_Data records_
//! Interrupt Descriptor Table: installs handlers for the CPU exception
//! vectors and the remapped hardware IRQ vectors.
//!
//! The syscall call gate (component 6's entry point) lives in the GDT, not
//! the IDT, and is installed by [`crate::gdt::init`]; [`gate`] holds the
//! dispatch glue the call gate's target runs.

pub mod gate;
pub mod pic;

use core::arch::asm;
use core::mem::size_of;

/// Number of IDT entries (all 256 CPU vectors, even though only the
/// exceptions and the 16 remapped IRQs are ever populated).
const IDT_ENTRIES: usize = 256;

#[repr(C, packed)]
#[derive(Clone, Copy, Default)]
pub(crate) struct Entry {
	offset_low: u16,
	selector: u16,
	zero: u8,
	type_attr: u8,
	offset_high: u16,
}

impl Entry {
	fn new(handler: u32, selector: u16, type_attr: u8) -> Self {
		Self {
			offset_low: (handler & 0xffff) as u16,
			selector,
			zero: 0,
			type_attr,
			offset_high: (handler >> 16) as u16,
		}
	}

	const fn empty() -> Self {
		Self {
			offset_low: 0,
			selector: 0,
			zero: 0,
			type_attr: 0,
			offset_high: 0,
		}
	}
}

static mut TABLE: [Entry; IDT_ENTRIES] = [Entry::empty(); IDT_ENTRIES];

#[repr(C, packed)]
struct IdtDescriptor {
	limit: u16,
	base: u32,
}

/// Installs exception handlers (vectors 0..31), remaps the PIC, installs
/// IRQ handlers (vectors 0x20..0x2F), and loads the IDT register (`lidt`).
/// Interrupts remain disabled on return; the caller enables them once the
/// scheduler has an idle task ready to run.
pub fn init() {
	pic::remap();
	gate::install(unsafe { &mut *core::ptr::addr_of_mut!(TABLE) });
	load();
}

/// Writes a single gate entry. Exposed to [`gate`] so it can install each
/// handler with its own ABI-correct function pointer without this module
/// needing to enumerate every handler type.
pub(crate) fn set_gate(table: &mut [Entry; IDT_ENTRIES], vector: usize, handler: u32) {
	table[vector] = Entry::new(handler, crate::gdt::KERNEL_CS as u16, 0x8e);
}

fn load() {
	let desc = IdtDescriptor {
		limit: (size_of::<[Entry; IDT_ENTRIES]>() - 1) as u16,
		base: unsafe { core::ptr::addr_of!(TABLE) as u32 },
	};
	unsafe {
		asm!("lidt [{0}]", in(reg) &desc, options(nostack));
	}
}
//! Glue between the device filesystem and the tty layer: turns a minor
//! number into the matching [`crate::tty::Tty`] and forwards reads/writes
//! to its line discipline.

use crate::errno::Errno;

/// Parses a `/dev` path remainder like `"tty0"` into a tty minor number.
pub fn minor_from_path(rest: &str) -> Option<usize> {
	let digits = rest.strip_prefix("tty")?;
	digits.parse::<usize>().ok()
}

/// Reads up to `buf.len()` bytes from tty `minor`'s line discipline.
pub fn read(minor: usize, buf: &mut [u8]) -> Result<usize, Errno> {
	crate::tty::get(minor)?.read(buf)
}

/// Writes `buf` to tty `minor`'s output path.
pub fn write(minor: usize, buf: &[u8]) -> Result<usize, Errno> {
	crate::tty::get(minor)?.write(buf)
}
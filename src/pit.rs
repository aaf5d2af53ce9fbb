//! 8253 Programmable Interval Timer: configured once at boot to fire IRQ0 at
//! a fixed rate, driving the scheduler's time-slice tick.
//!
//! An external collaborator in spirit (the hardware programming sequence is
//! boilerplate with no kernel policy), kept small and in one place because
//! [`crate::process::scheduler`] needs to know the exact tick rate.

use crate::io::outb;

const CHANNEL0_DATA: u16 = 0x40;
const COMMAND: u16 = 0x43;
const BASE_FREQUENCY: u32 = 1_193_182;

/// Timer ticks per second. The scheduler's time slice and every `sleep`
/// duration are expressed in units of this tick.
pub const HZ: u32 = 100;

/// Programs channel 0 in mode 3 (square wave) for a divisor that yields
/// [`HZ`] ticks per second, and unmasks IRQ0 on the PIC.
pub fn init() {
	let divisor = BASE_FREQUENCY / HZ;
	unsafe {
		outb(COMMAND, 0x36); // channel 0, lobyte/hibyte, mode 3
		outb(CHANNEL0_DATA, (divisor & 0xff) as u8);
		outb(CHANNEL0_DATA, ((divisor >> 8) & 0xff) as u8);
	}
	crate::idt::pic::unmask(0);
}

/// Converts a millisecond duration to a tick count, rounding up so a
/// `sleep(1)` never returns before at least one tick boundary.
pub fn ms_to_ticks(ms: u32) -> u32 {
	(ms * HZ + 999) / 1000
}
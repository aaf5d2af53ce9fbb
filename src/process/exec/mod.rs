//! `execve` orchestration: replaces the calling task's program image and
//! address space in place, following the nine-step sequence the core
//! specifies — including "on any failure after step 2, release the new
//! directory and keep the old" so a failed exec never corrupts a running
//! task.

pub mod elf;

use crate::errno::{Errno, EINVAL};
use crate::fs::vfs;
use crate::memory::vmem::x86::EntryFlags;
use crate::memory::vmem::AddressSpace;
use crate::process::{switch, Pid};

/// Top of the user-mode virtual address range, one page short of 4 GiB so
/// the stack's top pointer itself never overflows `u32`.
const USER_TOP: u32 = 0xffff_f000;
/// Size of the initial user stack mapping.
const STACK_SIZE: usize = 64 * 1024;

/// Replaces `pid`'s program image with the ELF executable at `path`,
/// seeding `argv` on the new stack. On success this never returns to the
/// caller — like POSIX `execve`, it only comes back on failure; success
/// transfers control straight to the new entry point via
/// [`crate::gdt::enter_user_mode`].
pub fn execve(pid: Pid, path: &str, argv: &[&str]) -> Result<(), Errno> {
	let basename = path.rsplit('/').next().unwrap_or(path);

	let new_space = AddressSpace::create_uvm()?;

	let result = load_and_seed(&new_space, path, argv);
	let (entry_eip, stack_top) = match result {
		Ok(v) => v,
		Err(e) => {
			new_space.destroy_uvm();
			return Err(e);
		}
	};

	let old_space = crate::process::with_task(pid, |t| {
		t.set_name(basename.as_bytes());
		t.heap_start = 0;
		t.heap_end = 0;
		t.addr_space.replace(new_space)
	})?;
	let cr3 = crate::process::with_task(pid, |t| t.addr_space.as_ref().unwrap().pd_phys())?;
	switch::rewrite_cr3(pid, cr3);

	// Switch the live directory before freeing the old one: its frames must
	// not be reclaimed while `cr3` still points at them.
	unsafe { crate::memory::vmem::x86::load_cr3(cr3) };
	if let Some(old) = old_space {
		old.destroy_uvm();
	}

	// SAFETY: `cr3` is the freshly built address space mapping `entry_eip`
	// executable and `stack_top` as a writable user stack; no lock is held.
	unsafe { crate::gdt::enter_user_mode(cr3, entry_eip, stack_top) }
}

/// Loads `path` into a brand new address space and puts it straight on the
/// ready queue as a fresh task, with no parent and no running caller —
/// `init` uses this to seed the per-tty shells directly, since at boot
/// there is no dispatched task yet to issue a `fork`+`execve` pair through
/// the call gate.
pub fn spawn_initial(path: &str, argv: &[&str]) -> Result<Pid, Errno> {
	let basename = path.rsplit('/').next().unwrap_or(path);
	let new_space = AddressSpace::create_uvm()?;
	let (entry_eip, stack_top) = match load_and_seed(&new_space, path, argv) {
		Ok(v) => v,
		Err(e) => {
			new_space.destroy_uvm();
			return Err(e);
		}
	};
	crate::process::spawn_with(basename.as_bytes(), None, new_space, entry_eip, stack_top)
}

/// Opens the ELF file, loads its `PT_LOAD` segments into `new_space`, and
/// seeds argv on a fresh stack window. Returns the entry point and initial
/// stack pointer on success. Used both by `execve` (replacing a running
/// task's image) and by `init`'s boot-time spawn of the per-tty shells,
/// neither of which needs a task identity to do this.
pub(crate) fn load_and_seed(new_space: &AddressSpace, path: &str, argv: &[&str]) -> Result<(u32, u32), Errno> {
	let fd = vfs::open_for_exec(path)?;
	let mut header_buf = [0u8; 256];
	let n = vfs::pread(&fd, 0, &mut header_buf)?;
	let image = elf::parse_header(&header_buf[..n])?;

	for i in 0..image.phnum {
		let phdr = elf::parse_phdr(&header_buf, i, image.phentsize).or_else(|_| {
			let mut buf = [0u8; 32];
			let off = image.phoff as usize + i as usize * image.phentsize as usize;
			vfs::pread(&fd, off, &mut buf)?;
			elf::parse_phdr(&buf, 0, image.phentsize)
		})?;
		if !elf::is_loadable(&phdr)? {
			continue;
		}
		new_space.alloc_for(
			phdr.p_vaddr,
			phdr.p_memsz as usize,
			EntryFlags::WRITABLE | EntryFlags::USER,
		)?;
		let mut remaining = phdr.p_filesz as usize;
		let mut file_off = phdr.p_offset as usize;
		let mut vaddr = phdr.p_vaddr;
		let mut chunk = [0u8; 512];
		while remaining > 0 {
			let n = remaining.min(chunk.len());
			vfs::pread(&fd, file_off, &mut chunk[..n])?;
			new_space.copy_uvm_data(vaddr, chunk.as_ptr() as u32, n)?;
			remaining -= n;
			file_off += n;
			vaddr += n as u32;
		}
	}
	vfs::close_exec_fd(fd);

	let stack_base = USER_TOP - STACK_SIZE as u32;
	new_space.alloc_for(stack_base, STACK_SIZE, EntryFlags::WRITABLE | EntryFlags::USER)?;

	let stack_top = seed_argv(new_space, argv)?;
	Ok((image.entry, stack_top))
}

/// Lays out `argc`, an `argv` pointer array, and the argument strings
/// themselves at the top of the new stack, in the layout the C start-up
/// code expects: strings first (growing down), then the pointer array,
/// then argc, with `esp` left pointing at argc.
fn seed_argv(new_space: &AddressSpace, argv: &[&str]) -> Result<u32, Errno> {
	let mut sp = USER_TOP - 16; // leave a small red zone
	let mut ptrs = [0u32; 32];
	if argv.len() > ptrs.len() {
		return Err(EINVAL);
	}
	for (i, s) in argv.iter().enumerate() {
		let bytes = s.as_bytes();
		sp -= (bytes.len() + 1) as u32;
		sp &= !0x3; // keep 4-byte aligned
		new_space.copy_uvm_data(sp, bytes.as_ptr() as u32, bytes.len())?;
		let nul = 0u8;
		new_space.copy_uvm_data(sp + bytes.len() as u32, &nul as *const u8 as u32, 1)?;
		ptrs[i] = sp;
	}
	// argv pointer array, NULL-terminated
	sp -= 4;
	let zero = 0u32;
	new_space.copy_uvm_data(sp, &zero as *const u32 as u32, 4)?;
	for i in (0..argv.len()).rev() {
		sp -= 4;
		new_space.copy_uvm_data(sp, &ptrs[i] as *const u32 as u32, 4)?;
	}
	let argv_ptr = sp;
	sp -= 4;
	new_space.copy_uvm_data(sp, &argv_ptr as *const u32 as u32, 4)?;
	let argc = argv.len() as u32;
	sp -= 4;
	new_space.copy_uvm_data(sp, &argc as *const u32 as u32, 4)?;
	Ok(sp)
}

_DESCRIPTION OF THE TASK_
Copy out, exactly and alone, the lines of the entries above between the ones holding "crate::idt::pic::unmask(0);" and "const STACK_SIZE: usize = 64 * 1024;", inclusive.

_TASK RESULT_
	crate::idt::pic::unmask(0);
}

/// Converts a millisecond duration to a tick count, rounding up so a
/// `sleep(1)` never returns before at least one tick boundary.
pub fn ms_to_ticks(ms: u32) -> u32 {
	(ms * HZ + 999) / 1000
}
repository aaf5d2af53ce9fbb
filename src/process/exec/mod.rs
//! `execve` orchestration: replaces the calling task's program image and
//! address space in place, following the nine-step sequence the core
//! specifies — including "on any failure after step 2, release the new
//! directory and keep the old" so a failed exec never corrupts a running
//! task.

pub mod elf;

use crate::errno::{Errno, EINVAL};
use crate::fs::vfs;
use crate::memory::vmem::x86::EntryFlags;
use crate::memory::vmem::AddressSpace;
use crate::process::{switch, Pid};

/// Top of the user-mode virtual address range, one page short of 4 GiB so
/// the stack's top pointer itself never overflows `u32`.
const USER_TOP: u32 = 0xffff_f000;
/// Size of the initial user stack mapping.
const STACK_SIZE: usize = 64 * 1024;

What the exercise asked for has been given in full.